Le plan gouvernemental de soutien de 70 millions d'euros, annoncé vendredi, est jugé insuffisant par Thierry Cotillard, le patron du Groupement Mousquetaires/Intermarché. Sur RMC/BFMTV, il a déclaré : "La méthode qui consiste à traiter le problème à la source semble appropriée, mais l'enveloppe proposée ne répond pas à nos besoins".
Ce plan se concentre sur des secteurs particulièrement touchés, comme la pêche, l'agriculture et les transports, mais est limité dans le temps, se terminant en avril.
Pour illustrer ses préoccupations, Cotillard a évoqué la situation des agriculteurs : "Certes, le plan peut aider à couvrir une part des coûts du gazole.
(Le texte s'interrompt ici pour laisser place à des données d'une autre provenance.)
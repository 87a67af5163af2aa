//! Grid-adjacency density clustering.
//!
//! DBSCAN over the sensor's own point layout: neighboring azimuth slots and
//! adjacent rings are geometric neighbors, so a region query only inspects
//! a small window of grid cells around the point instead of a spatial index.
//!
//! # Algorithm
//!
//! Points are visited in slot-major grid order. For each unvisited point:
//!
//! 1. **Region query**: collect points in the `azimuth_window × ring_window`
//!    cell window whose 3D distance is within `eps`. Suppressed points are
//!    never neighbors.
//! 2. **Core test**: if the neighborhood, seed included, holds at least
//!    `min_points` points, open a cluster; otherwise the point stays noise.
//! 3. **Expansion**: grow the cluster breadth-first, repeating the region
//!    query from every newly reached point and enqueueing the neighbors of
//!    those that are themselves core points.
//!
//! # Grid Boundaries
//!
//! Rings never wrap. Azimuth slots stop at the grid edge unless
//! `wrap_azimuth` is set, in which case slot 0 and the last slot are
//! adjacent.
//!
//! # Determinism
//!
//! Iteration order is fixed by the grid, so identical input always gives
//! identical clusters with identical member order.

use crate::core::{PointGrid, PointIndex, RING_COUNT};

use super::cluster::Cluster;
use super::config::ClusteringConfig;
use super::scratch::ClusterScratch;

/// Density clustering engine for [`PointGrid`]s.
#[derive(Clone, Debug, Default)]
pub struct GridDbscan {
    config: ClusteringConfig,
}

impl GridDbscan {
    /// Create a new clustering engine.
    pub fn new(config: ClusteringConfig) -> Self {
        Self { config }
    }

    /// Get the configuration.
    pub fn config(&self) -> &ClusteringConfig {
        &self.config
    }

    /// Cluster a grid, allocating fresh scratch space.
    pub fn cluster(&self, grid: &PointGrid) -> Vec<Cluster> {
        let mut scratch = ClusterScratch::with_capacity(grid.len());
        self.cluster_with_scratch(grid, &mut scratch)
    }

    /// Cluster a grid reusing `scratch` buffers.
    pub fn cluster_with_scratch(
        &self,
        grid: &PointGrid,
        scratch: &mut ClusterScratch,
    ) -> Vec<Cluster> {
        scratch.reset(grid);
        let ClusterScratch {
            visited,
            assigned,
            neighbors,
            frontier,
        } = scratch;

        let min_points = self.config.min_points.max(1);
        let mut clusters = Vec::new();

        for seed in 0..grid.len() {
            if visited[seed] || assigned[seed] {
                continue;
            }
            visited[seed] = true;

            self.region_query(grid, seed, neighbors);
            if neighbors.len() + 1 < min_points {
                continue;
            }

            let mut members = vec![seed];
            assigned[seed] = true;
            for &n in neighbors.iter() {
                if !assigned[n] {
                    assigned[n] = true;
                    members.push(n);
                    frontier.push_back(n);
                }
            }

            while let Some(q) = frontier.pop_front() {
                if visited[q] {
                    continue;
                }
                visited[q] = true;

                self.region_query(grid, q, neighbors);
                if neighbors.len() + 1 < min_points {
                    continue;
                }
                for &n in neighbors.iter() {
                    if !assigned[n] {
                        assigned[n] = true;
                        members.push(n);
                        frontier.push_back(n);
                    }
                }
            }

            clusters.push(Cluster::from_indices(members, grid));
        }

        log::debug!(
            "Clustered {} live points into {} clusters",
            grid.live_count(),
            clusters.len()
        );
        clusters
    }

    /// Collect the density neighbors of `index` into `out`.
    fn region_query(&self, grid: &PointGrid, index: PointIndex, out: &mut Vec<PointIndex>) {
        out.clear();

        let slots = grid.slots();
        if slots == 0 {
            return;
        }
        let center = grid.point(index);
        let slot = index / RING_COUNT;
        let ring = index % RING_COUNT;
        let eps = self.config.eps;

        let ring_lo = ring.saturating_sub(self.config.ring_window);
        let ring_hi = (ring + self.config.ring_window).min(RING_COUNT - 1);

        for s in self.slot_window(slot, slots) {
            for r in ring_lo..=ring_hi {
                let n = grid.index(s, r);
                if n == index {
                    continue;
                }
                let candidate = grid.point(n);
                if candidate.is_suppressed() {
                    continue;
                }
                if center.distance(candidate) <= eps {
                    out.push(n);
                }
            }
        }
    }

    /// Slots adjacent to `slot` (inclusive) under the configured boundary rule.
    fn slot_window(&self, slot: usize, slots: usize) -> impl Iterator<Item = usize> {
        let window = self.config.azimuth_window;
        let wrap = self.config.wrap_azimuth;

        let (start, count) = if wrap {
            if 2 * window + 1 >= slots {
                (0, slots)
            } else {
                ((slot + slots - window) % slots, 2 * window + 1)
            }
        } else {
            let lo = slot.saturating_sub(window);
            let hi = (slot + window).min(slots - 1);
            (lo, hi - lo + 1)
        };

        (0..count).map(move |i| (start + i) % slots)
    }
}
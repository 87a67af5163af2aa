//! Error types for Drishti

use crate::config::ConfigLoadError;

/// Result type alias
pub type Result<T> = std::result::Result<T, Error>;

/// Drishti error types
///
/// Only malformed input is fatal. Estimation anomalies (degenerate
/// geometry, implausible speeds, ambiguous association) degrade obstacle
/// confidence instead of surfacing here.
#[derive(Debug, thiserror::Error)]
pub enum Error {
    /// Point count inconsistent with the declared grid dimensions
    #[error("Grid shape mismatch: {points} points for {slots} slots x {rings} rings")]
    GridShape {
        /// Number of points supplied
        points: usize,
        /// Declared azimuth slot count
        slots: usize,
        /// Rings per slot
        rings: usize,
    },

    /// Polar frame whose range count is not a whole number of slots
    #[error("Range count {ranges} is not a multiple of the ring count")]
    RangeCount {
        /// Number of ranges supplied
        ranges: usize,
    },

    /// Configuration could not be loaded
    #[error("Config error: {0}")]
    Config(#[from] ConfigLoadError),

    /// Scenario definition is invalid
    #[error("Scenario error: {0}")]
    Scenario(String),

    /// I/O error
    #[error("I/O error: {0}")]
    Io(#[from] std::io::Error),

    /// YAML serialization error
    #[error("YAML error: {0}")]
    Yaml(#[from] serde_yaml::Error),
}
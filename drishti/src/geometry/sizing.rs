//! Canonical footprint dimensions.

use serde::{Deserialize, Serialize};

/// Canonical lengths and widths that fitted spans snap to.
///
/// Snapping damps frame-to-frame size jitter from sparse or noisy returns.
#[derive(Clone, Debug, PartialEq, Serialize, Deserialize)]
pub struct SizeTable {
    /// Canonical lengths in ascending order (meters)
    pub lengths: Vec<f64>,
    /// Canonical widths in ascending order (meters)
    pub widths: Vec<f64>,
}

impl SizeTable {
    /// Snap a length span to the nearest canonical length.
    pub fn snap_length(&self, span: f64) -> f64 {
        snap(&self.lengths, span)
    }

    /// Snap a width span to the nearest canonical width.
    pub fn snap_width(&self, span: f64) -> f64 {
        snap(&self.widths, span)
    }
}

/// Nearest value of `table`, ties to the smaller.
///
/// Spans beyond the largest value are returned unchanged so oversize
/// footprints stay visible to the plausibility checks.
fn snap(table: &[f64], span: f64) -> f64 {
    let Some(largest) = table.iter().copied().reduce(f64::max) else {
        return span;
    };
    if span > largest {
        return span;
    }

    let mut best = largest;
    let mut best_err = f64::INFINITY;
    for &value in table {
        let err = (value - span).abs();
        if err < best_err || (err == best_err && value < best) {
            best = value;
            best_err = err;
        }
    }
    best
}

#[cfg(test)]
mod tests {
    use super::*;
    use crate::config::defaults;
    use approx::assert_relative_eq;

    #[test]
    fn test_snap_to_nearest() {
        let table = defaults::size_table();
        assert_relative_eq!(table.snap_length(1.9), 2.0);
        assert_relative_eq!(table.snap_length(0.1), 0.5);
        assert_relative_eq!(table.snap_width(1.7), 1.8);
        assert_relative_eq!(table.snap_width(2.45), 2.6);
    }

    #[test]
    fn test_tie_goes_to_smaller() {
        let table = defaults::size_table();
        assert_relative_eq!(table.snap_length(0.75), 0.5);
        assert_relative_eq!(table.snap_length(2.5), 2.0);
    }

    #[test]
    fn test_oversize_kept_raw() {
        let table = defaults::size_table();
        assert_relative_eq!(table.snap_length(9.3), 9.3);
        assert_relative_eq!(table.snap_width(4.0), 4.0);
        assert_relative_eq!(table.snap_width(4.01), 4.01);
    }

    #[test]
    fn test_empty_table_passes_through() {
        let table = SizeTable {
            lengths: Vec::new(),
            widths: Vec::new(),
        };
        assert_relative_eq!(table.snap_length(3.3), 3.3);
    }
}
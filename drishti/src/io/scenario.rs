//! Synthetic lidar scenarios loaded from YAML.
//!
//! A scenario places oriented boxes around the sensor and moves them with
//! constant velocity and yaw rate. Each frame is produced by ray casting
//! every azimuth slot and ring against the boxes:
//!
//! - The horizontal ray is intersected with each box footprint (slab test
//!   in the box frame)
//! - The ring elevation limits the hit to the box's vertical extent, from
//!   the ground (`-sensor_height`) to `height - sensor_height`
//! - The nearest hit wins; no hit gives range 0 (no return)
//!
//! Stationary world points move by `ego_motion` per frame in the sensor
//! frame, so object positions include the accumulated ego offset.
//!
//! Noise is seeded per frame, so [`Scenario::frame`] is deterministic for
//! a given seed and frame index.

use std::path::Path;

use rand::prelude::*;
use rand::rngs::SmallRng;
use rand_distr::StandardNormal;
use serde::{Deserialize, Serialize};

use crate::config::defaults;
use crate::core::{EgoMotion, Point2D};
use crate::error::{Error, Result};
use crate::ingest::PolarFrame;

/// A scenario definition
#[derive(Clone, Debug, Serialize, Deserialize)]
pub struct Scenario {
    /// Human-readable scenario name
    pub name: String,

    /// Optional description
    #[serde(default)]
    pub description: String,

    /// Number of frames to generate
    #[serde(default = "default_frames")]
    pub frames: usize,

    /// Time between frames in milliseconds
    #[serde(default = "default_frame_interval_ms")]
    pub frame_interval_ms: u64,

    /// Azimuth slots per frame
    #[serde(default = "default_azimuth_slots")]
    pub azimuth_slots: usize,

    /// Azimuth of the first slot (degrees)
    #[serde(default)]
    pub start_azimuth_deg: f64,

    /// Azimuth of the last slot (degrees)
    #[serde(default = "default_end_azimuth_deg")]
    pub end_azimuth_deg: f64,

    /// Sensor height above the ground (meters)
    #[serde(default = "default_sensor_height")]
    pub sensor_height: f64,

    /// Ego-motion delta per frame `[dx, dy]` in the sensor frame
    #[serde(default)]
    pub ego_motion: [f64; 2],

    /// Range noise
    #[serde(default)]
    pub noise: NoiseSpec,

    /// Ring elevations in degrees
    #[serde(default = "defaults::ring_elevations_deg")]
    pub ring_elevations_deg: [f64; 16],

    /// Boxes in the scene
    #[serde(default)]
    pub objects: Vec<SceneObject>,
}

/// Gaussian range noise
#[derive(Clone, Debug, Default, Serialize, Deserialize)]
pub struct NoiseSpec {
    /// Standard deviation added to every hit (meters, 0 = exact)
    #[serde(default)]
    pub range_stddev: f64,

    /// Random seed
    #[serde(default)]
    pub seed: u64,
}

/// An oriented box moving with constant velocity and yaw rate
#[derive(Clone, Debug, Serialize, Deserialize)]
pub struct SceneObject {
    /// Center X at frame 0 (meters)
    pub x: f64,
    /// Center Y at frame 0 (meters)
    pub y: f64,
    /// Heading of the length axis at frame 0 (radians, CCW from +X)
    #[serde(default)]
    pub heading: f64,
    /// Extent along the heading (meters)
    pub length: f64,
    /// Extent across the heading (meters)
    pub width: f64,
    /// Height above the ground (meters)
    pub height: f64,
    /// World velocity `[vx, vy]` (m/s)
    #[serde(default)]
    pub velocity: [f64; 2],
    /// Yaw rate (rad/s)
    #[serde(default)]
    pub yaw_rate: f64,
}

/// One generated frame
#[derive(Clone, Debug)]
pub struct ScenarioFrame {
    /// Frame index
    pub index: usize,
    /// Timestamp (µs)
    pub timestamp_us: u64,
    /// Ego-motion delta for this frame
    pub ego: EgoMotion,
    /// Raw ranges
    pub polar: PolarFrame,
}

fn default_frames() -> usize {
    10
}
fn default_frame_interval_ms() -> u64 {
    100
}
fn default_azimuth_slots() -> usize {
    360
}
fn default_end_azimuth_deg() -> f64 {
    359.0
}
fn default_sensor_height() -> f64 {
    1.8
}

impl Scenario {
    /// Load and validate a scenario from a YAML file
    pub fn load(path: &Path) -> Result<Self> {
        let contents = std::fs::read_to_string(path)?;
        Self::from_yaml(&contents)
    }

    /// Parse and validate from a YAML string
    pub fn from_yaml(yaml: &str) -> Result<Self> {
        let scenario: Scenario = serde_yaml::from_str(yaml)?;
        scenario.validate()?;
        Ok(scenario)
    }

    /// Check ranges of all parameters
    pub fn validate(&self) -> Result<()> {
        if self.azimuth_slots == 0 {
            return Err(Error::Scenario("azimuth_slots must be positive".into()));
        }
        if self.frame_interval_ms == 0 {
            return Err(Error::Scenario("frame_interval_ms must be positive".into()));
        }
        if self.noise.range_stddev < 0.0 {
            return Err(Error::Scenario("range_stddev must not be negative".into()));
        }
        for (i, object) in self.objects.iter().enumerate() {
            if object.length <= 0.0 || object.width <= 0.0 || object.height <= 0.0 {
                return Err(Error::Scenario(format!(
                    "object {} must have positive dimensions",
                    i
                )));
            }
        }
        Ok(())
    }

    /// Frame interval in seconds
    pub fn frame_interval_secs(&self) -> f64 {
        self.frame_interval_ms as f64 / 1000.0
    }

    /// Ego-motion delta per frame
    pub fn ego(&self) -> EgoMotion {
        EgoMotion::new(self.ego_motion[0], self.ego_motion[1])
    }

    /// Center and heading of `object` at frame `k`, in the sensor frame
    pub fn object_pose(&self, object: &SceneObject, k: usize) -> (Point2D, f64) {
        let t = k as f64 * self.frame_interval_secs();
        let center = Point2D::new(
            object.x + object.velocity[0] * t + self.ego_motion[0] * k as f64,
            object.y + object.velocity[1] * t + self.ego_motion[1] * k as f64,
        );
        (center, object.heading + object.yaw_rate * t)
    }

    /// Generate frame `k`
    pub fn frame(&self, k: usize) -> ScenarioFrame {
        let mut rng = SmallRng::seed_from_u64(self.noise.seed.wrapping_add(k as u64));
        let boxes: Vec<(Point2D, f64, &SceneObject)> = self
            .objects
            .iter()
            .map(|o| {
                let (center, heading) = self.object_pose(o, k);
                (center, heading, o)
            })
            .collect();

        let elevations: Vec<f64> = self
            .ring_elevations_deg
            .iter()
            .map(|d| d.to_radians())
            .collect();

        let mut polar = PolarFrame::new(self.start_azimuth_deg, self.end_azimuth_deg, Vec::new());
        let slots = self.azimuth_slots;
        let mut ranges = Vec::with_capacity(slots * elevations.len());

        for slot in 0..slots {
            let (sin_az, cos_az) = polar.slot_azimuth(slot, slots).sin_cos();
            let direction = Point2D::new(sin_az, cos_az);

            for &elevation in &elevations {
                let hit = boxes
                    .iter()
                    .filter_map(|(center, heading, object)| {
                        self.cast(direction, elevation, *center, *heading, object)
                    })
                    .reduce(f64::min);

                let range = match hit {
                    Some(r) if self.noise.range_stddev > 0.0 => {
                        let n: f64 = rng.sample(StandardNormal);
                        (r + n * self.noise.range_stddev).max(0.0)
                    }
                    Some(r) => r,
                    None => 0.0,
                };
                ranges.push(range);
            }
        }

        polar.ranges = ranges;
        ScenarioFrame {
            index: k,
            timestamp_us: k as u64 * self.frame_interval_ms * 1000,
            ego: self.ego(),
            polar,
        }
    }

    /// Iterate over all frames
    pub fn frames(&self) -> impl Iterator<Item = ScenarioFrame> + '_ {
        (0..self.frames).map(move |k| self.frame(k))
    }

    /// Range at which a ray hits a box, if it does.
    fn cast(
        &self,
        direction: Point2D,
        elevation: f64,
        center: Point2D,
        heading: f64,
        object: &SceneObject,
    ) -> Option<f64> {
        // Ray in the box frame
        let origin = Point2D::new(-center.x, -center.y).rotated(-heading);
        let dir = direction.rotated(-heading);

        let (mut s_in, mut s_out) = (0.0f64, f64::INFINITY);
        for (o, d, half) in [
            (origin.x, dir.x, object.length / 2.0),
            (origin.y, dir.y, object.width / 2.0),
        ] {
            if d.abs() < 1e-12 {
                if o.abs() > half {
                    return None;
                }
                continue;
            }
            let t1 = (-half - o) / d;
            let t2 = (half - o) / d;
            s_in = s_in.max(t1.min(t2));
            s_out = s_out.min(t1.max(t2));
        }
        if s_in > s_out {
            return None;
        }

        // Vertical extent: z = s·tan(e) within [-sensor_height, height - sensor_height]
        let bottom = -self.sensor_height;
        let top = object.height - self.sensor_height;
        let slope = elevation.tan();
        if slope.abs() < 1e-12 {
            if bottom > 0.0 || top < 0.0 {
                return None;
            }
        } else {
            let (a, b) = (bottom / slope, top / slope);
            s_in = s_in.max(a.min(b));
            s_out = s_out.min(a.max(b));
        }
        if s_in > s_out {
            return None;
        }

        Some(s_in / elevation.cos())
    }
}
Cependant, l'augmentation des prix des engrais, en partie due à la situation géopolitique actuelle, va grignoter leurs marges", a-t-il souligné.
Il craint aussi que la pression inflationniste sur "les premiers acteurs de la chaîne alimentaire" se répercute dans un futur proche sur les industriels. "Ces derniers pourraient dire aux grandes surfaces comme Intermarché, Carrefour ou Leclerc qu'ils ne peuvent plus maintenir les prix actuels".
Les négociations sur les prix entre industriels et distributeurs, qui se sont tenues jusqu'au 1er mars, ont été perturbées par l'augmentation des prix en raison du conflit en Ukraine. Bien que ces négociations définissent les tarifs durant l'année, elles incluent des clauses de révisions.
Selon Cotillard, les chances d'utiliser ces clauses sont "moins élevées" que lors des tensions précédentes, car il n'y a actuellement pas de hausse significative des coûts de l'électricité ni des matières premières qui poseraient problème, comme le blé.
Toutefois, il prévient que si le conflit international perdure, "des décisions politiques devront être envisagées, bien que pas immédiatement. Une évaluation des comptes d'exploitation sera nécessaire en septembre pour les agriculteurs, les transporteurs et les industriels", a-t-il conclu.